Esta pregunta nutre lo que podríamos llamar el deseo fundamental de nuestra vida: ese deseo que nos define (los hombres son deseo, decía Agustín). Podríamos llamarlo deseo de la realidad, deseo de ser. La gran tradición clásica y cristiana lo indicaban con una palabra casi desaparecida de nuestro vocabulario: deseo de beatitud (término actualmente casi del todo eliminado por un equívoco concepto de «felicidad»). Beatitud es plenitud del ser.
¿Pero por qué esa pregunta nutre el deseo de ser? Porque al mismo tiempo afirma la limitación de mi ser y el carácter ilimitado del Ser. Cada uno de nosotros existe como un ser limitado en un mundo limitado, pero su razón está abierta a lo ilimitado, a todo el ser. Prueba de esto es el conocimiento de nuestra finitud y limitación: yo soy, pero también podría no ser [7].
Cada uno de nosotros goza de bienes limitados, pero su voluntad está dirigida hacia el bien ilimitado, hacia todo el bien. Lo comprueba la sensación de insatisfacción que experimentamos continuamente. Por consiguiente, la «posición» de la persona humana es paradojal: situada en una condición ontológica «frágil» (contingente), gusta, por así decir, todo el bien del ser, ese ser del cual no está en posesión. De aquí su deseo de realidad, de beatitud. Introducir a una persona en la realidad (educarla) significa guiarla hacia la beatitud.
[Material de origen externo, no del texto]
//! Run configuration: query list, output locations, and per-backend settings.
//!
//! Loaded from a TOML or YAML file (chosen by extension), then adjusted by
//! environment variables. Every field has a default, so an empty file is a
//! valid configuration.

use std::path::{Path, PathBuf};
use std::time::Duration;

use serde::{Deserialize, Serialize};

use crate::error::HarvestError;
use crate::pagination::{LoopConfig, DEFAULT_STALL_THRESHOLD};
use crate::record::{Backend, QuerySpec};
use crate::runner::OutputLayout;
use crate::validation::{validate_date, validate_max_results, validate_positive, validate_query};

pub const ENV_API_BEARER: &str = "TWITTER_BEARER_TOKEN";
pub const ENV_WEB_BEARER: &str = "POSTHARVEST_WEB_BEARER";
pub const ENV_STALL_THRESHOLD: &str = "POSTHARVEST_STALL_THRESHOLD";
pub const ENV_PACING_MS: &str = "POSTHARVEST_PACING_MS";
pub const ENV_CHROME_EXECUTABLE: &str = "CHROME_EXECUTABLE";

#[derive(Deserialize)]
struct QueryFile {
    queries: Vec<QuerySpec>,
}

/// The built-in query list.
pub fn default_queries() -> Vec<QuerySpec> {
    let content = include_str!("../../seed_data/default_queries.toml");
    match toml::from_str::<QueryFile>(content) {
        Ok(file) => file.queries,
        Err(e) => {
            tracing::error!("built-in query list is invalid: {}", e);
            Vec::new()
        }
    }
}

/// Results tab of the search page.
#[derive(Serialize, Deserialize, Debug, Clone, Copy, PartialEq, Eq, Default)]
#[serde(rename_all = "lowercase")]
pub enum SearchTab {
    #[default]
    Top,
    Latest,
    People,
    Media,
}

impl SearchTab {
    /// Value of the `f` URL parameter.
    pub fn as_param(&self) -> &'static str {
        match self {
            SearchTab::Top => "top",
            SearchTab::Latest => "live",
            SearchTab::People => "user",
            SearchTab::Media => "media",
        }
    }
}

/// Which shared file seeds the dedup index.
#[derive(Serialize, Deserialize, Debug, Clone, Copy, PartialEq, Eq, Default)]
#[serde(rename_all = "lowercase")]
pub enum DedupFrom {
    #[default]
    Raw,
    Text,
}

#[derive(Serialize, Deserialize, Debug, Clone, PartialEq)]
#[serde(default)]
pub struct BrowserSettings {
    pub headless: bool,
    pub chrome_executable: Option<String>,
    /// Existing profile directory; keeps a logged-in session.
    pub profile_dir: Option<PathBuf>,
    pub search_tab: SearchTab,
    pub max_posts: usize,
    pub max_iterations: usize,
    pub scrolls_per_iteration: usize,
    pub scroll_pause_ms: u64,
    pub page_load_wait_ms: u64,
    pub base_url: String,
}

impl Default for BrowserSettings {
    fn default() -> Self {
        Self {
            headless: false,
            chrome_executable: None,
            profile_dir: None,
            search_tab: SearchTab::Top,
            max_posts: 2000,
            max_iterations: 50,
            scrolls_per_iteration: 5,
            scroll_pause_ms: 2000,
            page_load_wait_ms: 5000,
            base_url: "https://x.com".to_string(),
        }
    }
}

impl BrowserSettings {
    pub fn scroll_pause(&self) -> Duration {
        Duration::from_millis(self.scroll_pause_ms)
    }
}

#[derive(Serialize, Deserialize, Debug, Clone, PartialEq)]
#[serde(default)]
pub struct SearchSettings {
    pub max_posts: usize,
    pub max_iterations: usize,
    /// Appended to each query as `since:<date>`.
    pub since: String,
    pub until: Option<String>,
    /// Allowed language tags. Posts with no language always pass.
    pub languages: Vec<String>,
    pub page_size: u32,
    pub raw_file: String,
    pub text_file: String,
    pub dedup_from: DedupFrom,
    pub base_url: String,
}

impl Default for SearchSettings {
    fn default() -> Self {
        Self {
            max_posts: 200,
            max_iterations: 100,
            since: "2025-01-01".to_string(),
            until: None,
            languages: vec!["zh".to_string(), "en".to_string()],
            page_size: 20,
            raw_file: "twitter_search_raw.jsonl".to_string(),
            text_file: "twitter_search_text.jsonl".to_string(),
            dedup_from: DedupFrom::Raw,
            base_url: "https://api.x.com".to_string(),
        }
    }
}

#[derive(Serialize, Deserialize, Debug, Clone, PartialEq)]
#[serde(default)]
pub struct ApiSettings {
    /// Page size, 10 to 100.
    pub max_results: u32,
    pub max_posts: usize,
    pub max_iterations: usize,
    /// RFC 3339 lower bound; dropped when older than seven days.
    pub start_time: Option<String>,
    pub wait_on_rate_limit: bool,
    pub raw_file: String,
    pub text_file: String,
    pub dedup_from: DedupFrom,
    pub base_url: String,
}

impl Default for ApiSettings {
    fn default() -> Self {
        Self {
            max_results: 100,
            max_posts: 100,
            max_iterations: 10,
            start_time: None,
            wait_on_rate_limit: true,
            raw_file: "twitter_api_raw.jsonl".to_string(),
            text_file: "twitter_api_text.jsonl".to_string(),
            dedup_from: DedupFrom::Raw,
            base_url: "https://api.twitter.com".to_string(),
        }
    }
}

#[derive(Serialize, Deserialize, Debug, Clone, PartialEq)]
#[serde(default)]
pub struct HarvestConfig {
    pub queries: Vec<QuerySpec>,
    pub output_dir: PathBuf,
    /// Overrides each backend's `max_posts`.
    pub max_posts_per_query: Option<usize>,
    /// Overrides each backend's `max_iterations`.
    pub max_iterations: Option<usize>,
    pub stall_threshold: usize,
    pub pacing_ms: u64,
    pub query_delay_ms: u64,
    pub browser: BrowserSettings,
    pub search: SearchSettings,
    pub api: ApiSettings,
}

impl Default for HarvestConfig {
    fn default() -> Self {
        Self {
            queries: default_queries(),
            output_dir: PathBuf::from("twitter_data"),
            max_posts_per_query: None,
            max_iterations: None,
            stall_threshold: DEFAULT_STALL_THRESHOLD,
            pacing_ms: 2000,
            query_delay_ms: 5000,
            browser: BrowserSettings::default(),
            search: SearchSettings::default(),
            api: ApiSettings::default(),
        }
    }
}

impl HarvestConfig {
    /// Reads `.toml`, `.yaml`, or `.yml` files.
    pub fn load(path: &Path) -> Result<Self, HarvestError> {
        let content = std::fs::read_to_string(path)?;
        let ext = path
            .extension()
            .and_then(|e| e.to_str())
            .map(|e| e.to_ascii_lowercase());
        match ext.as_deref() {
            Some("toml") => Self::from_toml_str(&content),
            Some("yaml") | Some("yml") => Self::from_yaml_str(&content),
            _ => Err(HarvestError::Config(format!(
                "unsupported config format for {} (expected .toml, .yaml or .yml)",
                path.display()
            ))),
        }
    }

    pub fn from_toml_str(content: &str) -> Result<Self, HarvestError> {
        toml::from_str(content).map_err(|e| HarvestError::Config(e.to_string()))
    }

    pub fn from_yaml_str(content: &str) -> Result<Self, HarvestError> {
        serde_yml::from_str(content).map_err(|e| HarvestError::Config(e.to_string()))
    }

    /// Applies `POSTHARVEST_STALL_THRESHOLD`, `POSTHARVEST_PACING_MS` and
    /// `CHROME_EXECUTABLE`. Unparsable values are ignored.
    pub fn apply_env(&mut self) {
        self.stall_threshold = env_usize(ENV_STALL_THRESHOLD, self.stall_threshold);
        self.pacing_ms = env_u64(ENV_PACING_MS, self.pacing_ms);
        if self.browser.chrome_executable.is_none() {
            self.browser.chrome_executable = std::env::var(ENV_CHROME_EXECUTABLE)
                .ok()
                .filter(|v| !v.trim().is_empty());
        }
    }

    pub fn validate(&self) -> Result<(), HarvestError> {
        if self.queries.is_empty() {
            return Err(HarvestError::Config("no queries configured".to_string()));
        }
        for q in &self.queries {
            validate_query(&q.query)?;
        }
        validate_positive("stall_threshold", self.stall_threshold)?;
        if let Some(n) = self.max_posts_per_query {
            validate_positive("max_posts_per_query", n)?;
        }
        if let Some(n) = self.max_iterations {
            validate_positive("max_iterations", n)?;
        }
        validate_positive("browser.max_posts", self.browser.max_posts)?;
        validate_positive("browser.max_iterations", self.browser.max_iterations)?;
        validate_positive("search.max_posts", self.search.max_posts)?;
        validate_positive("search.max_iterations", self.search.max_iterations)?;
        validate_positive("api.max_posts", self.api.max_posts)?;
        validate_positive("api.max_iterations", self.api.max_iterations)?;
        validate_positive("browser.scrolls_per_iteration", self.browser.scrolls_per_iteration)?;
        validate_date(&self.search.since)?;
        if let Some(until) = &self.search.until {
            validate_date(until)?;
        }
        validate_max_results(self.api.max_results)?;
        Ok(())
    }

    pub fn query_delay(&self) -> Duration {
        Duration::from_millis(self.query_delay_ms)
    }

    pub fn loop_config(&self, backend: Backend) -> LoopConfig {
        let (max_posts, max_iterations, initial_wait) = match backend {
            Backend::Browser => (
                self.browser.max_posts,
                self.browser.max_iterations,
                Duration::from_millis(self.browser.page_load_wait_ms),
            ),
            Backend::SearchLibrary => {
                (self.search.max_posts, self.search.max_iterations, Duration::ZERO)
            }
            Backend::ApiClient => (self.api.max_posts, self.api.max_iterations, Duration::ZERO),
        };
        LoopConfig {
            target: self.max_posts_per_query.unwrap_or(max_posts),
            max_iterations: self.max_iterations.unwrap_or(max_iterations),
            stall_threshold: self.stall_threshold,
            pacing: Duration::from_millis(self.pacing_ms),
            initial_wait,
        }
    }

    /// Per-query files for the browser; shared raw/text files otherwise.
    pub fn output_layout(&self, backend: Backend) -> OutputLayout {
        let shared = |raw: &str, text: &str, from: DedupFrom| {
            let raw = self.output_dir.join(raw);
            let text = self.output_dir.join(text);
            let dedup_from = match from {
                DedupFrom::Raw => raw.clone(),
                DedupFrom::Text => text.clone(),
            };
            OutputLayout::Shared {
                raw,
                text: Some(text),
                dedup_from,
            }
        };
        match backend {
            Backend::Browser => OutputLayout::PerQuery {
                dir: self.output_dir.clone(),
            },
            Backend::SearchLibrary => shared(
                &self.search.raw_file,
                &self.search.text_file,
                self.search.dedup_from,
            ),
            Backend::ApiClient => {
                shared(&self.api.raw_file, &self.api.text_file, self.api.dedup_from)
            }
        }
    }
}

/// Reads a required credential. Whitespace-only values count as missing.
pub fn credential(name: &'static str) -> Result<String, HarvestError> {
    match std::env::var(name) {
        Ok(v) if !v.trim().is_empty() => Ok(v.trim().to_string()),
        _ => Err(HarvestError::MissingCredential(name)),
    }
}

fn env_u64(key: &str, default: u64) -> u64 {
    std::env::var(key)
        .ok()
        .and_then(|val| val.parse::<u64>().ok())
        .unwrap_or(default)
}

fn env_usize(key: &str, default: usize) -> usize {
    std::env::var(key)
        .ok()
        .and_then(|val| val.parse::<usize>().ok())
        .unwrap_or(default)
}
La contrapropuesta educativa de la cual hablé en el punto anterior precisamente considera insensato este deseo (de realidad), bloqueando la búsqueda de una realidad adecuada y correspondiente con la persona; apaga todo deseo dirigido a un «más allá», toda búsqueda nacida de la nostalgia de plenitud.
Lo que en este desafío está en cuestión es en definitiva lo que pensamos del hombre: la medida de la estimación con la cual lo valoramos.